Saved entries

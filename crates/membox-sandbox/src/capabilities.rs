//! The memory capability module: file operations snippets may call.
//!
//! Every function here takes snippet-supplied paths and resolves them
//! through the invocation's [`Confinement`] before touching the filesystem.
//! Mutating operations enforce three size ceilings (per file, per directory,
//! whole memory) and write through a hidden temp file so a crash mid-write
//! never leaves a half-written memory file behind.

use std::fmt;
use std::fs;
use std::path::Path;

use serde::{Deserialize, Serialize};

use crate::confinement::{Confinement, PathDenied};

/// Largest single memory file, in bytes.
pub const FILE_SIZE_LIMIT: u64 = 1024 * 1024;
/// Largest single directory of memory files, in bytes.
pub const DIR_SIZE_LIMIT: u64 = 10 * 1024 * 1024;
/// Largest total memory, in bytes.
pub const MEMORY_SIZE_LIMIT: u64 = 100 * 1024 * 1024;

/// Name of the built-in capability module.
pub const MEMORY_MODULE: &str = "memory";

/// Public functions of the `memory` capability module, in exposure order.
pub const MEMORY_OPS: &[&str] = &[
    "get_size",
    "create_file",
    "create_dir",
    "update_file",
    "read_file",
    "delete_file",
    "go_to_link",
    "list_files",
    "check_if_file_exists",
    "check_if_dir_exists",
];

/// The functions a capability module exposes, or `None` if unregistered.
pub fn module_ops(module: &str) -> Option<&'static [&'static str]> {
    match module {
        MEMORY_MODULE => Some(MEMORY_OPS),
        _ => None,
    }
}

/// Size ceilings applied by mutating capability functions.
#[derive(Debug, Clone, Copy, Serialize, Deserialize)]
pub struct SizeLimits {
    /// Per-file ceiling in bytes.
    pub max_file_size: u64,
    /// Per-directory ceiling in bytes.
    pub max_dir_size: u64,
    /// Whole-memory ceiling in bytes.
    pub max_total_size: u64,
}

impl Default for SizeLimits {
    fn default() -> Self {
        Self {
            max_file_size: FILE_SIZE_LIMIT,
            max_dir_size: DIR_SIZE_LIMIT,
            max_total_size: MEMORY_SIZE_LIMIT,
        }
    }
}

/// A capability function failed.
///
/// `Denied` carries the confinement rejection and always surfaces to the
/// snippet as a thrown error. `Failed` covers everything else a capability
/// can refuse to do (missing paths, size ceilings, io errors).
#[derive(Debug)]
pub enum CapabilityError {
    /// The confinement policy rejected the path.
    Denied(PathDenied),
    /// The operation could not be performed.
    Failed(String),
}

impl fmt::Display for CapabilityError {
    fn fmt(&self, f: &mut fmt::Formatter<'_>) -> fmt::Result {
        match self {
            Self::Denied(d) => d.fmt(f),
            Self::Failed(msg) => f.write_str(msg),
        }
    }
}

impl std::error::Error for CapabilityError {}

impl From<PathDenied> for CapabilityError {
    fn from(d: PathDenied) -> Self {
        Self::Denied(d)
    }
}

/// Result of [`MemoryStore::update_file`].
#[derive(Debug, Clone, PartialEq, Eq)]
pub enum UpdateOutcome {
    /// The first occurrence was replaced and the file rewritten.
    Applied,
    /// Nothing was changed; the message says why.
    Rejected(String),
}

/// The file-based memory a snippet is allowed to touch.
#[derive(Debug, Clone)]
pub struct MemoryStore {
    confinement: Confinement,
    limits: SizeLimits,
}

impl MemoryStore {
    /// Build a store over the given confinement policy.
    pub fn new(confinement: Confinement, limits: SizeLimits) -> Self {
        Self { confinement, limits }
    }

    /// Size in bytes of a file or directory tree. An empty path means the
    /// whole memory root.
    pub fn get_size(&self, path: &str) -> Result<f64, CapabilityError> {
        let target = if path.is_empty() {
            match self.confinement.root() {
                Some(root) => root.to_path_buf(),
                None => {
                    return Err(CapabilityError::Failed(
                        "No memory root is configured.".to_string(),
                    ))
                }
            }
        } else {
            self.confinement.resolve(path)?
        };
        let meta = fs::symlink_metadata(&target)
            .map_err(|_| CapabilityError::Failed(format!("Path not found: '{path}'")))?;
        let bytes = if meta.is_dir() { dir_size(&target) } else { meta.len() };
        Ok(bytes as f64)
    }

    /// Create or overwrite a file, creating parent directories as needed.
    /// Enforces all three size ceilings before the new content becomes
    /// visible. Returns `true` on success.
    pub fn create_file(&self, path: &str, content: &str) -> Result<bool, CapabilityError> {
        let target = self.confinement.resolve(path)?;
        let parent = target
            .parent()
            .ok_or_else(|| CapabilityError::Failed(format!("Invalid path: '{path}'")))?
            .to_path_buf();
        fs::create_dir_all(&parent)
            .map_err(|e| CapabilityError::Failed(format!("Could not create '{path}': {e}")))?;

        let new_len = content.len() as u64;
        if new_len > self.limits.max_file_size {
            return Err(CapabilityError::Failed(format!(
                "File '{path}' is too large to create: {new_len} bytes exceeds the per-file limit of {} bytes.",
                self.limits.max_file_size
            )));
        }

        // Replacing a file only grows usage by the delta.
        let existing_len = fs::symlink_metadata(&target).map(|m| m.len()).unwrap_or(0);
        if let Some(root) = self.confinement.root() {
            let dir_used = dir_size(&parent).saturating_sub(existing_len);
            if dir_used + new_len > self.limits.max_dir_size {
                return Err(CapabilityError::Failed(format!(
                    "File '{path}' is too large to create: its directory would exceed the limit of {} bytes.",
                    self.limits.max_dir_size
                )));
            }
            let total_used = dir_size(root).saturating_sub(existing_len);
            if total_used + new_len > self.limits.max_total_size {
                return Err(CapabilityError::Failed(format!(
                    "File '{path}' is too large to create: total memory would exceed the limit of {} bytes.",
                    self.limits.max_total_size
                )));
            }
        }

        // Hidden temp name, so a crashed write is invisible to listings.
        let tmp = parent.join(format!(".tmp-{}", uuid::Uuid::new_v4()));
        fs::write(&tmp, content)
            .map_err(|e| CapabilityError::Failed(format!("Could not create '{path}': {e}")))?;
        if let Err(e) = fs::rename(&tmp, &target) {
            let _ = fs::remove_file(&tmp);
            return Err(CapabilityError::Failed(format!(
                "Could not create '{path}': {e}"
            )));
        }
        Ok(true)
    }

    /// Create a directory (and any missing parents). Returns `true` on
    /// success, including when the directory already exists.
    pub fn create_dir(&self, path: &str) -> Result<bool, CapabilityError> {
        let target = self.confinement.resolve(path)?;
        fs::create_dir_all(&target)
            .map_err(|e| CapabilityError::Failed(format!("Could not create '{path}': {e}")))?;
        Ok(true)
    }

    /// Replace the first occurrence of `old_content` with `new_content`.
    /// Missing files, directory targets, absent needles, and replacements
    /// that change nothing are reported as distinct rejections rather than
    /// errors, so the snippet can branch on the message.
    pub fn update_file(
        &self,
        path: &str,
        old_content: &str,
        new_content: &str,
    ) -> Result<UpdateOutcome, CapabilityError> {
        let target = self.confinement.resolve(path)?;
        if !target.exists() {
            return Ok(UpdateOutcome::Rejected(format!(
                "File does not exist: '{path}'"
            )));
        }
        if !target.is_file() {
            return Ok(UpdateOutcome::Rejected(format!("'{path}' is not a file")));
        }
        let current = match fs::read_to_string(&target) {
            Ok(c) => c,
            Err(e) => {
                return Ok(UpdateOutcome::Rejected(format!(
                    "Could not read '{path}': {e}"
                )))
            }
        };
        let Some(at) = current.find(old_content) else {
            return Ok(UpdateOutcome::Rejected(format!(
                "Could not find the exact text to replace in '{path}'. Looking for: '{}'",
                preview(old_content)
            )));
        };
        let mut updated = String::with_capacity(
            current.len() - old_content.len() + new_content.len(),
        );
        updated.push_str(&current[..at]);
        updated.push_str(new_content);
        updated.push_str(&current[at + old_content.len()..]);

        if updated == current {
            return Ok(UpdateOutcome::Rejected(
                "No changes were made to the file".to_string(),
            ));
        }
        if updated.len() as u64 > self.limits.max_file_size {
            return Ok(UpdateOutcome::Rejected(format!(
                "Updated content for '{path}' would exceed the per-file limit of {} bytes.",
                self.limits.max_file_size
            )));
        }
        match self.create_file(path, &updated) {
            Ok(_) => Ok(UpdateOutcome::Applied),
            Err(CapabilityError::Denied(d)) => Err(CapabilityError::Denied(d)),
            Err(CapabilityError::Failed(msg)) => Ok(UpdateOutcome::Rejected(msg)),
        }
    }

    /// Read a file. Missing files and io failures come back as `Error: …`
    /// strings so the snippet sees them as data, not exceptions. Only a
    /// confinement denial raises.
    pub fn read_file(&self, path: &str) -> Result<String, PathDenied> {
        let target = self.confinement.resolve(path)?;
        match fs::read_to_string(&target) {
            Ok(content) => Ok(content),
            Err(e) if e.kind() == std::io::ErrorKind::NotFound => {
                Ok(format!("Error: File does not exist: '{path}'"))
            }
            Err(e) => Ok(format!("Error: Could not read '{path}': {e}")),
        }
    }

    /// Delete a file. Returns `false` when the file does not exist; a
    /// confinement denial raises.
    pub fn delete_file(&self, path: &str) -> Result<bool, CapabilityError> {
        let target = self.confinement.resolve(path)?;
        match fs::remove_file(&target) {
            Ok(()) => Ok(true),
            Err(e) if e.kind() == std::io::ErrorKind::NotFound => Ok(false),
            Err(e) => Err(CapabilityError::Failed(format!(
                "Could not delete '{path}': {e}"
            ))),
        }
    }

    /// Follow a wiki-style link and read the note it points to. `[[name]]`
    /// resolves to `name.md` (the suffix is added only when missing);
    /// anything else is used verbatim as the path.
    pub fn go_to_link(&self, link: &str) -> Result<String, PathDenied> {
        let token = link.trim();
        if token.is_empty() {
            return Ok(format!("Error: Invalid link: '{link}'"));
        }
        let path = match token
            .strip_prefix("[[")
            .and_then(|t| t.strip_suffix("]]"))
        {
            Some(name) if name.ends_with(".md") => name.to_string(),
            Some(name) => format!("{name}.md"),
            None => token.to_string(),
        };
        self.read_file(&path)
    }

    /// Render the memory tree as indented text rooted at `./`. Hidden
    /// entries are skipped, directories are suffixed with `/`, and empty
    /// directories are marked `(empty)`.
    pub fn list_files(&self) -> Result<String, CapabilityError> {
        let root = self.confinement.root().ok_or_else(|| {
            CapabilityError::Failed("No memory root is configured.".to_string())
        })?;
        let mut out = String::from("./\n");
        render_tree(root, "", &mut out);
        Ok(out.trim_end().to_string())
    }

    /// Does the path name an existing file? Never raises; denied or
    /// unreadable paths report `false`.
    pub fn file_exists(&self, path: &str) -> bool {
        match self.confinement.resolve(path) {
            Ok(p) => p.is_file(),
            Err(_) => false,
        }
    }

    /// Does the path name an existing directory? Never raises.
    pub fn dir_exists(&self, path: &str) -> bool {
        match self.confinement.resolve(path) {
            Ok(p) => p.is_dir(),
            Err(_) => false,
        }
    }
}

/// First 50 characters of a needle, for rejection messages.
fn preview(s: &str) -> String {
    let mut p: String = s.chars().take(50).collect();
    if s.chars().count() > 50 {
        p.push_str("...");
    }
    p
}

/// Total size of a directory tree in bytes. Symlinks are not followed and
/// unreadable entries count as zero.
fn dir_size(dir: &Path) -> u64 {
    let Ok(entries) = fs::read_dir(dir) else {
        return 0;
    };
    let mut total = 0;
    for entry in entries.flatten() {
        let Ok(meta) = entry.path().symlink_metadata() else {
            continue;
        };
        if meta.is_dir() {
            total += dir_size(&entry.path());
        } else if meta.is_file() {
            total += meta.len();
        }
    }
    total
}

fn render_tree(dir: &Path, prefix: &str, out: &mut String) {
    let mut entries: Vec<_> = match fs::read_dir(dir) {
        Ok(rd) => rd
            .flatten()
            .filter(|e| !e.file_name().to_string_lossy().starts_with('.'))
            .collect(),
        Err(_) => return,
    };
    entries.sort_by_key(|e| e.file_name());

    let last = entries.len().saturating_sub(1);
    for (i, entry) in entries.iter().enumerate() {
        let connector = if i == last { "└── " } else { "├── " };
        out.push_str(prefix);
        out.push_str(connector);
        out.push_str(&entry.file_name().to_string_lossy());
        if entry.path().is_dir() {
            if has_visible_entries(&entry.path()) {
                out.push_str("/\n");
                let child_prefix = if i == last {
                    format!("{prefix}    ")
                } else {
                    format!("{prefix}│   ")
                };
                render_tree(&entry.path(), &child_prefix, out);
            } else {
                out.push_str("/ (empty)\n");
            }
        } else {
            out.push('\n');
        }
    }
}

/// Does the directory contain any non-hidden entry?
fn has_visible_entries(dir: &Path) -> bool {
    fs::read_dir(dir)
        .map(|rd| {
            rd.flatten()
                .any(|e| !e.file_name().to_string_lossy().starts_with('.'))
        })
        .unwrap_or(false)
}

### TASK REQUIREMENTS
Starting at the line that contains "out.push_str(connector);", return every line through the last one above, exactly as written.

### THE ANSWER
        out.push_str(connector);
        out.push_str(&entry.file_name().to_string_lossy());
        if entry.path().is_dir() {
            if has_visible_entries(&entry.path()) {
                out.push_str("/\n");
                let child_prefix = if i == last {
                    format!("{prefix}    ")
                } else {
                    format!("{prefix}│   ")
                };
                render_tree(&entry.path(), &child_prefix, out);
            } else {
                out.push_str("/ (empty)\n");
            }
        } else {
            out.push('\n');
        }
    }
}

/// Does the directory contain any non-hidden entry?
fn has_visible_entries(dir: &Path) -> bool {
    fs::read_dir(dir)
        .map(|rd| {
            rd.flatten()
                .any(|e| !e.file_name().to_string_lossy().starts_with('.'))
        })
        .unwrap_or(false)
}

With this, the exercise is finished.